Dos filmes de que gostamos, das noites especiais e ainda (por fim) do Periferias – A Quinta, de Avelina Prat

Galegos faz fronteira com a aldeia vizinha La Fontañera, sendo já tradição do Periferias que, numa das noites do Festival, a tela do filme esteja do lado de lá da fronteira, e as cadeiras dos espetadores do lado de cá, o ecrã em Espanha, as pessoas em Portugal, esta ausência de fronteiras e de barreiras é muito bonita e simbólica, especialmente numa altura de tanta matança e sofrimento por causa das fronteiras.
O filme escolhido foi A Quinta, da realizadora valenciana Avelina Prat, uma produção catalã, filmada sobretudo no Minho, com atores espanhóis a falarem português, e atores portugueses a falarem espanhol, a mistura de dois povos consumada com toda a naturalidade, a naturalidade que quem vive na raia conhece tão bem.

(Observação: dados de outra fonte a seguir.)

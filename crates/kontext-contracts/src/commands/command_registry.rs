#[derive(Clone, Copy, Debug)]
pub(crate) struct CommandSpec {
    pub command: &'static str,
    pub action: &'static str,
    pub arg_key: &'static str,
}

/// Commands whose argument is taken verbatim.
pub(crate) const RAW_ARG_COMMANDS: &[CommandSpec] = &[
    CommandSpec {
        command: "method",
        action: "set_method",
        arg_key: "method",
    },
    CommandSpec {
        command: "aspect",
        action: "set_aspect_ratio",
        arg_key: "aspect_ratio",
    },
    CommandSpec {
        command: "prompt",
        action: "set_prompt",
        arg_key: "prompt",
    },
    CommandSpec {
        command: "view",
        action: "set_view",
        arg_key: "mode",
    },
];

pub(crate) const NUMBER_ARG_COMMANDS: &[CommandSpec] = &[
    CommandSpec {
        command: "count",
        action: "set_count",
        arg_key: "count",
    },
    CommandSpec {
        command: "zoom",
        action: "set_zoom",
        arg_key: "zoom",
    },
    CommandSpec {
        command: "width",
        action: "resize",
        arg_key: "width",
    },
];

pub(crate) const SINGLE_PATH_COMMANDS: &[CommandSpec] = &[
    CommandSpec {
        command: "upload",
        action: "stage_reference",
        arg_key: "path",
    },
    CommandSpec {
        command: "delete",
        action: "delete",
        arg_key: "id",
    },
    CommandSpec {
        command: "use",
        action: "use_prompt",
        arg_key: "id",
    },
];

pub(crate) const MULTI_PATH_COMMANDS: &[CommandSpec] = &[
    CommandSpec {
        command: "reference",
        action: "drop_reference",
        arg_key: "paths",
    },
    CommandSpec {
        command: "drop",
        action: "drop_files",
        arg_key: "paths",
    },
    CommandSpec {
        command: "select",
        action: "select",
        arg_key: "ids",
    },
    CommandSpec {
        command: "deselect",
        action: "deselect",
        arg_key: "ids",
    },
];

pub(crate) const NO_ARG_COMMANDS: &[CommandSpec] = &[
    CommandSpec {
        command: "unstage",
        action: "clear_reference",
        arg_key: "",
    },
    CommandSpec {
        command: "select_all",
        action: "select_all",
        arg_key: "",
    },
    CommandSpec {
        command: "deselect_all",
        action: "deselect_all",
        arg_key: "",
    },
    CommandSpec {
        command: "delete_selected",
        action: "delete_selected",
        arg_key: "",
    },
    CommandSpec {
        command: "enhance",
        action: "enhance_prompt",
        arg_key: "",
    },
    CommandSpec {
        command: "list",
        action: "list",
        arg_key: "",
    },
    CommandSpec {
        command: "layout",
        action: "layout",
        arg_key: "",
    },
    CommandSpec {
        command: "methods",
        action: "list_methods",
        arg_key: "",
    },
    CommandSpec {
        command: "help",
        action: "help",
        arg_key: "",
    },
    CommandSpec {
        command: "quit",
        action: "quit",
        arg_key: "",
    },
];

pub(crate) const GENERATE_COMMAND: &str = "generate";
pub(crate) const PARAM_COMMAND: &str = "param";

pub const SESSION_HELP_COMMANDS: &[&str] = &[
    "/generate [prompt]",
    "/prompt <text>",
    "/method <name>",
    "/methods",
    "/count <1-4>",
    "/aspect <ratio>",
    "/param <key=value>...",
    "/enhance",
    "/upload <path>",
    "/reference <path>...",
    "/unstage",
    "/drop <path>...",
    "/select <id>...",
    "/deselect <id>...",
    "/select_all",
    "/deselect_all",
    "/delete <id>",
    "/delete_selected",
    "/use <id>",
    "/zoom <percent>",
    "/width <px>",
    "/view [grid|list]",
    "/layout",
    "/list",
    "/help",
    "/quit",
];
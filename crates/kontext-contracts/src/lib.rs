pub mod commands;
pub mod events;
pub mod methods;
pub mod prompts;
pub mod records;

pub use records::{ImageRecord, USER_UPLOAD_MODEL};
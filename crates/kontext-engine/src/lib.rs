//! Gallery, layout and request reconciliation for the Kontext image studio.
//!
//! Everything here is single-threaded: components share state through `Rc<RefCell<_>>` and
//! background reveal tasks are spawned with `tokio::task::spawn_local`, so a [`Session`] must
//! be driven from inside a `tokio::task::LocalSet`.

pub mod assets;
pub mod commands;
pub mod error;
pub mod gallery;
pub mod gateway;
pub mod http;
pub mod layout;
pub mod notify;
pub mod orchestrator;
pub mod scheduler;
pub mod session;
pub mod surface;
pub mod uploads;

#[cfg(test)]
mod test_support;

pub use assets::{AssetLoader, AssetStatus, ImmediateAssets};
pub use commands::{BatchOutcome, DeleteOutcome, GalleryCommands};
pub use error::{GatewayError, GenerationError, TransportError, ValidationError};
pub use gallery::{GalleryStore, SharedGallery};
pub use gateway::{GenerationRequest, RemoteGateway, UploadFile};
pub use http::{GatewayConfig, HttpAssetProbe, HttpGateway};
pub use layout::{column_count, LayoutEngine, LayoutState, ViewMode, Viewport};
pub use notify::{Notice, NoticeLevel, NotificationCenter, Notifier};
pub use orchestrator::{GenerationForm, GenerationOrchestrator, GenerationOutcome, GenerationPhase};
pub use scheduler::{Scheduler, TimerKey};
pub use session::{Session, SessionConfig, SessionParts, SessionReply};
pub use surface::{MemorySurface, PlaceholderBatch, RenderSurface, SurfaceCard, UploadState};
pub use uploads::{DropOutcome, StagedReference, UploadPipeline};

Nos dias que correm, as coisas tendem a ser todas muito literais, a literalidade é algo que me assusta, aonde é que fica o espaço para o mistério, para a ironia, para o humor, para a literatura, para o segundo sentido, e A Quinta brinca muito com a literalidade, nem tudo o que parece é.
Além da literalidade, A Quinta assenta noutros três pilares muito interessantes: a identidade, uma identidade que não é sólida, a identidade do ser humano ao longo da vida não é imutável, tem nuances; a confiança, as pessoas confiam umas nas outras, mesmo sabendo que estas por vezes lhes mentem; e o bucolismo, deixar o tempo discorrer lentamente.

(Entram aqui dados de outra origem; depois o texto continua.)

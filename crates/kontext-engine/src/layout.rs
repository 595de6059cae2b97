//! Responsive column layout, zoom and view mode.
//!
//! Recomputes are deferred through the [`Scheduler`]; card reveals run as local tasks that
//! wait for the card's asset to settle.

use std::cell::RefCell;
use std::rc::Rc;
use std::time::Duration;

use kontext_contracts::events::{EventPayload, EventWriter};
use kontext_contracts::ImageRecord;
use serde_json::Value;
use tokio::task::JoinHandle;

use crate::assets::{AssetLoader, AssetStatus};
use crate::gallery::SharedGallery;
use crate::scheduler::{Scheduler, TimerKey};
use crate::surface::RenderSurface;

pub const BASE_COLUMN_WIDTH: f64 = 350.0;
pub const MIN_ZOOM: u32 = 25;
pub const MAX_ZOOM: u32 = 300;
pub const DEFAULT_ZOOM: u32 = 100;
pub const DEFAULT_CONTAINER_WIDTH: u32 = 1200;

pub const RESIZE_DEBOUNCE: Duration = Duration::from_millis(100);
pub const ZOOM_SETTLE: Duration = Duration::from_millis(50);
pub const ASSET_SETTLE: Duration = Duration::from_millis(10);
pub const REVEAL_STAGGER: Duration = Duration::from_millis(100);

const SINGLE_COLUMN_GAP_PX: u32 = 16;
const MULTI_COLUMN_GAP_PX: u32 = 24;

#[derive(Debug, Clone, Copy, PartialEq, Eq, Default)]
pub enum ViewMode {
    #[default]
    Grid,
    List,
}

impl ViewMode {
    pub fn as_str(self) -> &'static str {
        match self {
            Self::Grid => "grid",
            Self::List => "list",
        }
    }

    pub fn parse(raw: &str) -> Option<Self> {
        match raw.trim().to_ascii_lowercase().as_str() {
            "grid" => Some(Self::Grid),
            "list" => Some(Self::List),
            _ => None,
        }
    }

    pub fn toggled(self) -> Self {
        match self {
            Self::Grid => Self::List,
            Self::List => Self::Grid,
        }
    }
}

#[derive(Debug, Clone, Copy, PartialEq, Eq)]
pub struct LayoutState {
    pub columns: u32,
    pub zoom: u32,
    pub view: ViewMode,
    pub gap_px: u32,
}

pub fn clamp_zoom(zoom: u32) -> u32 {
    zoom.clamp(MIN_ZOOM, MAX_ZOOM)
}

pub fn column_gap(columns: u32) -> u32 {
    if columns <= 1 {
        SINGLE_COLUMN_GAP_PX
    } else {
        MULTI_COLUMN_GAP_PX
    }
}

/// Grid columns for a container `width` at `zoom` percent, between 1 and 4.
pub fn column_count(width: u32, zoom: u32) -> u32 {
    let factor = f64::from(clamp_zoom(zoom)) / 100.0;
    let width = f64::from(width);
    let by_unit = (width / (BASE_COLUMN_WIDTH * factor)).floor().max(1.0) as u32;
    let cap = if width <= 600.0 * factor {
        1
    } else if width <= 900.0 * factor {
        2
    } else if width <= 1200.0 * factor {
        3
    } else {
        4
    };
    by_unit.min(cap)
}

/// Starting geometry for a [`LayoutEngine`].
#[derive(Debug, Clone, Copy, PartialEq, Eq)]
pub struct Viewport {
    pub width: u32,
    pub zoom: u32,
    pub view: ViewMode,
}

impl Default for Viewport {
    fn default() -> Self {
        Self {
            width: DEFAULT_CONTAINER_WIDTH,
            zoom: DEFAULT_ZOOM,
            view: ViewMode::Grid,
        }
    }
}

#[derive(Debug)]
struct LayoutInner {
    width: u32,
    zoom: u32,
    view: ViewMode,
    columns: u32,
}

pub struct LayoutEngine {
    surface: Rc<dyn RenderSurface>,
    scheduler: Rc<Scheduler>,
    gallery: SharedGallery,
    assets: Rc<dyn AssetLoader>,
    events: EventWriter,
    inner: RefCell<LayoutInner>,
    reveals: RefCell<Vec<JoinHandle<()>>>,
}

impl LayoutEngine {
    pub fn new(
        surface: Rc<dyn RenderSurface>,
        scheduler: Rc<Scheduler>,
        gallery: SharedGallery,
        assets: Rc<dyn AssetLoader>,
        events: EventWriter,
        viewport: Viewport,
    ) -> Self {
        let Viewport { width, zoom, view } = viewport;
        let zoom = clamp_zoom(zoom);
        let columns = match view {
            ViewMode::Grid => column_count(width, zoom),
            ViewMode::List => 1,
        };
        Self {
            surface,
            scheduler,
            gallery,
            assets,
            events,
            inner: RefCell::new(LayoutInner {
                width,
                zoom,
                view,
                columns,
            }),
            reveals: RefCell::new(Vec::new()),
        }
    }

    pub fn state(&self) -> LayoutState {
        let inner = self.inner.borrow();
        LayoutState {
            columns: inner.columns,
            zoom: inner.zoom,
            view: inner.view,
            gap_px: column_gap(inner.columns),
        }
    }

    pub fn width(&self) -> u32 {
        self.inner.borrow().width
    }

    /// Container resized; the recompute is debounced.
    pub fn on_resize(&self, width: u32) {
        self.inner.borrow_mut().width = width.max(1);
        self.scheduler
            .schedule(TimerKey::LayoutResize, RESIZE_DEBOUNCE);
    }

    /// Stores the clamped zoom; in list view it only takes effect on the way back to grid.
    pub fn set_zoom(&self, zoom: u32) -> u32 {
        let zoom = clamp_zoom(zoom);
        let view = {
            let mut inner = self.inner.borrow_mut();
            inner.zoom = zoom;
            inner.view
        };
        if view == ViewMode::Grid {
            self.scheduler.schedule(TimerKey::ZoomSettle, ZOOM_SETTLE);
        }
        zoom
    }

    pub fn toggle_view(&self) -> ViewMode {
        let next = self.inner.borrow().view.toggled();
        self.set_view(next);
        next
    }

    pub fn set_view(&self, view: ViewMode) -> bool {
        if self.inner.borrow().view == view {
            return false;
        }
        self.inner.borrow_mut().view = view;
        match view {
            ViewMode::List => {
                self.scheduler.cancel(&TimerKey::ZoomSettle);
                let changed = {
                    let mut inner = self.inner.borrow_mut();
                    let changed = inner.columns != 1;
                    inner.columns = 1;
                    changed
                };
                self.surface.apply_layout(&self.state(), changed);
            }
            ViewMode::Grid => {
                self.recompute();
            }
        }
        let mut payload = EventPayload::new();
        payload.insert("view".to_string(), Value::String(view.as_str().to_string()));
        self.events.record("view_mode_changed", payload);
        true
    }

    /// Handles layout timers; returns false for keys this engine does not own.
    pub fn on_timer(&self, key: &TimerKey) -> bool {
        match key {
            TimerKey::LayoutResize | TimerKey::ZoomSettle | TimerKey::AssetSettled => {
                self.recompute();
                true
            }
            TimerKey::CardRemoval(_) => false,
        }
    }

    pub fn recompute(&self) -> LayoutState {
        let changed = {
            let mut inner = self.inner.borrow_mut();
            if inner.view == ViewMode::List {
                None
            } else {
                let columns = column_count(inner.width, inner.zoom);
                let changed = columns != inner.columns;
                inner.columns = columns;
                Some(changed)
            }
        };
        let state = self.state();
        if let Some(changed) = changed {
            self.surface.apply_layout(&state, changed);
            if changed {
                let mut payload = EventPayload::new();
                payload.insert("columns".to_string(), Value::from(state.columns));
                payload.insert("zoom".to_string(), Value::from(state.zoom));
                self.events.record("layout_recomputed", payload);
            }
        }
        state
    }

    /// Reveals freshly prepended cards once each asset settles, staggered by index.
    ///
    /// Must run inside a `tokio::task::LocalSet`.
    pub fn add_images(&self, records: &[ImageRecord]) {
        self.track_assets(records, true);
    }

    /// Re-lays out as each already-visible card's asset settles, with no stagger.
    ///
    /// Must run inside a `tokio::task::LocalSet`.
    pub fn settle_images(&self, records: &[ImageRecord]) {
        self.track_assets(records, false);
    }

    fn track_assets(&self, records: &[ImageRecord], reveal: bool) {
        let mut reveals = self.reveals.borrow_mut();
        reveals.retain(|handle| !handle.is_finished());
        for (index, record) in records.iter().enumerate() {
            let ready = self.assets.ready(record);
            let id = record.id.clone();
            let gallery = Rc::clone(&self.gallery);
            let surface = Rc::clone(&self.surface);
            let scheduler = Rc::clone(&self.scheduler);
            let stagger = REVEAL_STAGGER * index as u32;
            reveals.push(tokio::task::spawn_local(async move {
                // A failed asset still reveals its card, with the broken image.
                let _status: AssetStatus = ready.await;
                if reveal {
                    tokio::time::sleep(stagger).await;
                }
                if !gallery.borrow().contains(&id) {
                    return;
                }
                if reveal {
                    surface.reveal_card(&id);
                }
                scheduler.schedule(TimerKey::AssetSettled, ASSET_SETTLE);
            }));
        }
    }

    pub fn pending_reveals(&self) -> usize {
        self.reveals
            .borrow()
            .iter()
            .filter(|handle| !handle.is_finished())
            .count()
    }

    /// Waits for every reveal task spawned so far, including ones spawned while waiting.
    pub async fn settle_reveals(&self) {
        loop {
            let handles: Vec<JoinHandle<()>> = std::mem::take(&mut *self.reveals.borrow_mut());
            if handles.is_empty() {
                return;
            }
            for handle in handles {
                let _ = handle.await;
            }
        }
    }
}
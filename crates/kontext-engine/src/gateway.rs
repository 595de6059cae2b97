use std::path::Path;

use anyhow::{Context, Result};
use async_trait::async_trait;
use base64::engine::general_purpose::STANDARD;
use base64::Engine as _;
use kontext_contracts::ImageRecord;
use serde::Serialize;
use serde_json::{Map, Value};

use crate::error::{GatewayError, TransportError};

/// Body of `POST /generate`.
#[derive(Debug, Clone, PartialEq, Serialize)]
pub struct GenerationRequest {
    pub prompt: String,
    #[serde(rename = "num_images")]
    pub count: u32,
    pub aspect_ratio: String,
    #[serde(rename = "model")]
    pub method: String,
    #[serde(rename = "image_url", skip_serializing_if = "Option::is_none")]
    pub reference_url: Option<String>,
    #[serde(flatten)]
    pub params: Map<String, Value>,
}

#[derive(Debug, Clone, PartialEq, Eq)]
pub struct UploadFile {
    pub name: String,
    pub mime_type: String,
    pub bytes: Vec<u8>,
}

impl UploadFile {
    pub fn new(name: impl Into<String>, mime_type: impl Into<String>, bytes: Vec<u8>) -> Self {
        Self {
            name: name.into(),
            mime_type: mime_type.into(),
            bytes,
        }
    }

    /// Reads a local file; the MIME type comes from the extension.
    pub fn from_path(path: &Path) -> Result<Self> {
        let bytes =
            std::fs::read(path).with_context(|| format!("failed reading {}", path.display()))?;
        let name = path
            .file_name()
            .map(|value| value.to_string_lossy().to_string())
            .unwrap_or_else(|| path.display().to_string());
        Ok(Self::new(name, mime_type_for_path(path), bytes))
    }

    pub fn is_image(&self) -> bool {
        self.mime_type
            .trim()
            .to_ascii_lowercase()
            .starts_with("image/")
    }

    /// Inline `data:` URL used for the staged-reference preview.
    pub fn data_url(&self) -> String {
        format!("data:{};base64,{}", self.mime_type, STANDARD.encode(&self.bytes))
    }
}

pub fn mime_type_for_path(path: &Path) -> String {
    match image::ImageFormat::from_path(path) {
        Ok(format) => format.to_mime_type().to_string(),
        Err(_) => match path
            .extension()
            .and_then(|ext| ext.to_str())
            .map(str::to_ascii_lowercase)
            .as_deref()
        {
            Some("svg") => "image/svg+xml".to_string(),
            Some("txt") | Some("md") => "text/plain".to_string(),
            Some("json") => "application/json".to_string(),
            _ => "application/octet-stream".to_string(),
        },
    }
}

/// The five remote operations the gallery depends on.
#[async_trait(?Send)]
pub trait RemoteGateway {
    async fn submit_generation(
        &self,
        request: &GenerationRequest,
    ) -> Result<Vec<ImageRecord>, TransportError>;

    async fn enhance_prompt(
        &self,
        prompt: &str,
        reference_url: Option<&str>,
    ) -> Result<String, TransportError>;

    async fn fetch_history(&self) -> Result<Vec<ImageRecord>, TransportError>;

    /// Returns the remote URL of the stored asset.
    async fn submit_upload(&self, file: &UploadFile) -> Result<String, GatewayError>;

    /// `Ok(false)` means the server answered but refused the delete.
    async fn delete_record(&self, id: &str) -> Result<bool, TransportError>;
}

Literalidade, identidade, confiança e bucolismo, quatro ideias que retenho do filme, onde destaco a interpretação de duas atrizes portuguesas, a para além de maravilhosa Rita Cabaço – há muitos anos que a sigo atentamente e é sempre assombrosa de tão boa que é, desde o drama mais pesado à comédia mais nonsense -, e a venerável Maria de Medeiros, que está tão deliciosa como as pessoas da minha geração a recordam em filmes como Henry & June ou Pulp Fiction.
E se gostei muito do filme, a noite em si foi deveras especial.
A presença da própria Inês de Medeiros, que no final ficou um pouco à conversa com a plateia, radiosa.
As estrelas cadentes, em plenas Perseidas, que caíram durante a sessão e provocaram um bruáaa de espanto.
A cena passada num quintal do Minho, com galinhas amarelas portuguesas, e onde estamos a ver moscas a voar misturadas em dois planos, as que voavam dentro da tela no quintal do Minho e as que voavam bem ali à nossa frente iluminadas pelos projetores.
O grande rafeiro alentejano que andava pelo meio das cadeiras até se ter deitado pachorrentamente aos pés de um de nós.
E se no início a Câmara Municipal de Marvão disponibilizou carrinhas para nos levar até à fronteira, no regresso optámos por descer a pé pelas cercanias do monte, numa noite de lua cheia.
Há filmes muitos bons e há noites perfeitas.
Obrigado Periferias, para o ano há mais.